INSTRUCTIONS FOR THE TASK
Copy the records exactly, every one of them.
### DATASET EXTRACT
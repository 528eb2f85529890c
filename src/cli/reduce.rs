use std::path::PathBuf;

use anyhow::Result;
use clap::Parser;
use log::info;
use ndarray_npy::write_npy;

use crate::cli::SubCommandExtend;
use crate::config::{Opts, TsneOptions};
use crate::record::parse_file;
use crate::tsne::{Tsne, TsneParams};

#[derive(Parser, Debug, Clone)]
pub struct ReduceCommand {
    /// 记录文件路径
    pub file: PathBuf,
    /// 坐标输出路径，N×3 的 npy 矩阵，行顺序与记录文件一致
    #[arg(short, long, default_value = "embedding.npy")]
    pub output: PathBuf,
    #[command(flatten)]
    pub tsne: TsneOptions,
}

impl SubCommandExtend for ReduceCommand {
    fn run(&self, _opts: &Opts) -> Result<()> {
        let parsed = parse_file(&self.file)?;
        info!("读取 {} 条记录，跳过 {} 行", parsed.len(), parsed.skipped.len());

        let embedding = Tsne::new(TsneParams::from(&self.tsne)).fit_records(&parsed.records)?;
        write_npy(&self.output, &embedding.coords)?;
        info!(
            "导出成功：{}（{} 轮，KL 散度 {:.4}）",
            self.output.display(),
            embedding.n_iter,
            embedding.kl_divergence
        );
        Ok(())
    }
}
use log::info;
use ndarray::prelude::*;

use super::MACHINE_EPSILON;

/// 梯度下降每个阶段的参数
#[derive(Debug, Clone)]
pub(crate) struct DescentOptions {
    /// 起始迭代序号
    pub it: usize,
    /// 迭代序号上限（不含）
    pub max_iter: usize,
    pub momentum: f64,
    pub learning_rate: f64,
    /// 连续多少轮 KL 散度没有下降则提前停止
    pub n_iter_without_progress: usize,
    pub n_iter_check: usize,
    pub min_gain: f64,
    pub min_grad_norm: f64,
    pub verbose: bool,
}

/// 梯度下降的结果
#[derive(Debug, Clone, Copy)]
pub(crate) struct DescentResult {
    /// 最后一次计算得到的 KL 散度
    pub error: f64,
    /// 最后一轮的迭代序号
    pub it: usize,
}

/// 计算嵌入 y 在联合概率 p 下的 KL 散度及其梯度
///
/// 低维空间使用自由度为 dof 的 Student-t 分布 w = (1 + d/dof)^(-(dof+1)/2)，
/// 梯度为 2(dof+1)/dof · Σ_j (p_ij - q_ij)(1 + d_ij/dof)^-1 (y_i - y_j)。
/// 只有 compute_error 为真时才计算 KL 散度，否则返回 NaN。
pub(crate) fn kl_divergence(
    y: &Array2<f64>,
    p: &Array2<f64>,
    dof: f64,
    compute_error: bool,
    grad: &mut Array2<f64>,
) -> f64 {
    let (n, dim) = y.dim();
    let exponent = (dof + 1.0) / -2.0;

    // kernel = (1 + d/dof)^-1，num = kernel^((dof+1)/2)
    let mut kernel = Array2::<f64>::zeros((n, n));
    let mut num = Array2::<f64>::zeros((n, n));
    let mut sum_num = 0.0;
    for i in 0..n {
        for j in (i + 1)..n {
            let mut d = 0.0;
            for k in 0..dim {
                let diff = y[[i, k]] - y[[j, k]];
                d += diff * diff;
            }
            let base = d / dof + 1.0;
            let v = base.powf(exponent);
            kernel[[i, j]] = 1.0 / base;
            kernel[[j, i]] = 1.0 / base;
            num[[i, j]] = v;
            num[[j, i]] = v;
            sum_num += 2.0 * v;
        }
    }

    let mut kl = f64::NAN;
    if compute_error {
        kl = 0.0;
        for i in 0..n {
            for j in 0..n {
                if i != j {
                    let q = (num[[i, j]] / sum_num).max(MACHINE_EPSILON);
                    let pij = p[[i, j]];
                    kl += pij * (pij.max(MACHINE_EPSILON) / q).ln();
                }
            }
        }
    }

    let c = 2.0 * (dof + 1.0) / dof;
    grad.fill(0.0);
    for i in 0..n {
        for j in 0..n {
            if i == j {
                continue;
            }
            let q = (num[[i, j]] / sum_num).max(MACHINE_EPSILON);
            let pq = (p[[i, j]] - q) * kernel[[i, j]];
            for k in 0..dim {
                grad[[i, k]] += pq * (y[[i, k]] - y[[j, k]]);
            }
        }
        for k in 0..dim {
            grad[[i, k]] *= c;
        }
    }

    kl
}

/// 带动量和自适应增益的梯度下降
///
/// 每 n_iter_check 轮检查一次收敛：梯度范数足够小，或 KL 散度长时间没有改善时停止。
/// 动量和增益在每次调用时重新初始化。
pub(crate) fn gradient_descent(
    y: &mut Array2<f64>,
    p: &Array2<f64>,
    dof: f64,
    opts: &DescentOptions,
) -> DescentResult {
    let mut update = Array2::<f64>::zeros(y.raw_dim());
    let mut gains = Array2::<f64>::ones(y.raw_dim());
    let mut grad = Array2::<f64>::zeros(y.raw_dim());

    let mut error = f64::MAX;
    let mut best_error = f64::MAX;
    let mut best_iter = opts.it;
    let mut i = opts.it;

    while i < opts.max_iter {
        let check_convergence = (i + 1) % opts.n_iter_check == 0;
        let compute_error = check_convergence || i == opts.max_iter - 1;

        let e = kl_divergence(y, p, dof, compute_error, &mut grad);
        if compute_error {
            error = e;
        }

        azip!((g in &mut grad, gain in &mut gains, u in &update) {
            if *u * *g < 0.0 {
                *gain += 0.2;
            } else {
                *gain *= 0.8;
            }
            if *gain < opts.min_gain {
                *gain = opts.min_gain;
            }
            *g *= *gain;
        });
        azip!((u in &mut update, &g in &grad) {
            *u = opts.momentum * *u - opts.learning_rate * g;
        });
        *y += &update;

        if check_convergence {
            let grad_norm = grad.iter().map(|g| g * g).sum::<f64>().sqrt();
            if opts.verbose {
                info!("[t-SNE] 第 {} 轮：KL 散度 = {:.7}，梯度范数 = {:.7}", i + 1, error, grad_norm);
            }

            if error < best_error {
                best_error = error;
                best_iter = i;
            } else if i - best_iter > opts.n_iter_without_progress {
                if opts.verbose {
                    info!("[t-SNE] 第 {} 轮：{} 轮内没有进展，停止迭代", i + 1, opts.n_iter_without_progress);
                }
                break;
            }
            if grad_norm <= opts.min_grad_norm {
                if opts.verbose {
                    info!("[t-SNE] 第 {} 轮：梯度范数 {:.7}，停止迭代", i + 1, grad_norm);
                }
                break;
            }
        }

        i += 1;
    }

    DescentResult { error, it: i.min(opts.max_iter.saturating_sub(1)) }
}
######
RESULT OF THE EXERCISE
repository 528eb2f85529890c
filename src/cli/reduce.rs
use std::path::PathBuf;

use anyhow::Result;
use clap::Parser;
use log::info;
use ndarray_npy::write_npy;

use crate::cli::SubCommandExtend;
use crate::config::{Opts, TsneOptions};
use crate::record::parse_file;
use crate::tsne::{Tsne, TsneParams};

#[derive(Parser, Debug, Clone)]
pub struct ReduceCommand {
    /// 记录文件路径
    pub file: PathBuf,
    /// 坐标输出路径，N×3 的 npy 矩阵，行顺序与记录文件一致
    #[arg(short, long, default_value = "embedding.npy")]
    pub output: PathBuf,
    #[command(flatten)]
    pub tsne: TsneOptions,
}

impl SubCommandExtend for ReduceCommand {
    fn run(&self, _opts: &Opts) -> Result<()> {
        let parsed = parse_file(&self.file)?;
        info!("读取 {} 条记录，跳过 {} 行", parsed.len(), parsed.skipped.len());

        let embedding = Tsne::new(TsneParams::from(&self.tsne)).fit_records(&parsed.records)?;
        write_npy(&self.output, &embedding.coords)?;
        info!(
            "导出成功：{}（{} 轮，KL 散度 {:.4}）",
            self.output.display(),
            embedding.n_iter,
            embedding.kl_divergence
        );
        Ok(())
    }
}
use log::info;
use ndarray::prelude::*;

use super::MACHINE_EPSILON;

/// 梯度下降每个阶段的参数
#[derive(Debug, Clone)]
pub(crate) struct DescentOptions {
    /// 起始迭代序号
    pub it: usize,
    /// 迭代序号上限（不含）
    pub max_iter: usize,
    pub momentum: f64,
    pub learning_rate: f64,
    /// 连续多少轮 KL 散度没有下降则提前停止
    pub n_iter_without_progress: usize,
    pub n_iter_check: usize,
    pub min_gain: f64,
    pub min_grad_norm: f64,
    pub verbose: bool,
}

/// 梯度下降的结果
#[derive(Debug, Clone, Copy)]
pub(crate) struct DescentResult {
    /// 最后一次计算得到的 KL 散度
    pub error: f64,
    /// 最后一轮的迭代序号
    pub it: usize,
}

/// 计算嵌入 y 在联合概率 p 下的 KL 散度及其梯度
///
/// 低维空间使用自由度为 dof 的 Student-t 分布 w = (1 + d/dof)^(-(dof+1)/2)，
/// 梯度为 2(dof+1)/dof · Σ_j (p_ij - q_ij)(1 + d_ij/dof)^-1 (y_i - y_j)。
/// 只有 compute_error 为真时才计算 KL 散度，否则返回 NaN。
pub(crate) fn kl_divergence(
    y: &Array2<f64>,
    p: &Array2<f64>,
    dof: f64,
    compute_error: bool,
    grad: &mut Array2<f64>,
) -> f64 {
    let (n, dim) = y.dim();
    let exponent = (dof + 1.0) / -2.0;

    // kernel = (1 + d/dof)^-1，num = kernel^((dof+1)/2)
    let mut kernel = Array2::<f64>::zeros((n, n));
    let mut num = Array2::<f64>::zeros((n, n));
    let mut sum_num = 0.0;
    for i in 0..n {
        for j in (i + 1)..n {
            let mut d = 0.0;
            for k in 0..dim {
                let diff = y[[i, k]] - y[[j, k]];
                d += diff * diff;
            }
            let base = d / dof + 1.0;
            let v = base.powf(exponent);
            kernel[[i, j]] = 1.0 / base;
            kernel[[j, i]] = 1.0 / base;
            num[[i, j]] = v;
            num[[j, i]] = v;
            sum_num += 2.0 * v;
        }
    }

    let mut kl = f64::NAN;
    if compute_error {
        kl = 0.0;
        for i in 0..n {
            for j in 0..n {
                if i != j {
                    let q = (num[[i, j]] / sum_num).max(MACHINE_EPSILON);
                    let pij = p[[i, j]];
                    kl += pij * (pij.max(MACHINE_EPSILON) / q).ln();
                }
            }
        }
    }

    let c = 2.0 * (dof + 1.0) / dof;
    grad.fill(0.0);
    for i in 0..n {
        for j in 0..n {
            if i == j {
                continue;
            }
            let q = (num[[i, j]] / sum_num).max(MACHINE_EPSILON);
            let pq = (p[[i, j]] - q) * kernel[[i, j]];
            for k in 0..dim {
                grad[[i, k]] += pq * (y[[i, k]] - y[[j, k]]);
            }
        }
        for k in 0..dim {
            grad[[i, k]] *= c;
        }
    }

    kl
}

/// 带动量和自适应增益的梯度下降
///
/// 每 n_iter_check 轮检查一次收敛：梯度范数足够小，或 KL 散度长时间没有改善时停止。
/// 动量和增益在每次调用时重新初始化。
pub(crate) fn gradient_descent(
    y: &mut Array2<f64>,
    p: &Array2<f64>,
    dof: f64,
    opts: &DescentOptions,
) -> DescentResult {
    let mut update = Array2::<f64>::zeros(y.raw_dim());
    let mut gains = Array2::<f64>::ones(y.raw_dim());
    let mut grad = Array2::<f64>::zeros(y.raw_dim());

    let mut error = f64::MAX;
    let mut best_error = f64::MAX;
    let mut best_iter = opts.it;
    let mut i = opts.it;

    while i < opts.max_iter {
        let check_convergence = (i + 1) % opts.n_iter_check == 0;
        let compute_error = check_convergence || i == opts.max_iter - 1;

        let e = kl_divergence(y, p, dof, compute_error, &mut grad);
        if compute_error {
            error = e;
        }

        azip!((g in &mut grad, gain in &mut gains, u in &update) {
            if *u * *g < 0.0 {
                *gain += 0.2;
            } else {
                *gain *= 0.8;
            }
            if *gain < opts.min_gain {
                *gain = opts.min_gain;
            }
            *g *= *gain;
        });
        azip!((u in &mut update, &g in &grad) {
            *u = opts.momentum * *u - opts.learning_rate * g;
        });
        *y += &update;

        if check_convergence {
            let grad_norm = grad.iter().map(|g| g * g).sum::<f64>().sqrt();
            if opts.verbose {
                info!("[t-SNE] 第 {} 轮：KL 散度 = {:.7}，梯度范数 = {:.7}", i + 1, error, grad_norm);
            }

            if error < best_error {
                best_error = error;
                best_iter = i;
            } else if i - best_iter > opts.n_iter_without_progress {
                if opts.verbose {
                    info!("[t-SNE] 第 {} 轮：{} 轮内没有进展，停止迭代", i + 1, opts.n_iter_without_progress);
                }
                break;
            }
            if grad_norm <= opts.min_grad_norm {
                if opts.verbose {
                    info!("[t-SNE] 第 {} 轮：梯度范数 {:.7}，停止迭代", i + 1, grad_norm);
                }
                break;
            }
        }

        i += 1;
    }

    DescentResult { error, it: i.min(opts.max_iter.saturating_sub(1)) }
}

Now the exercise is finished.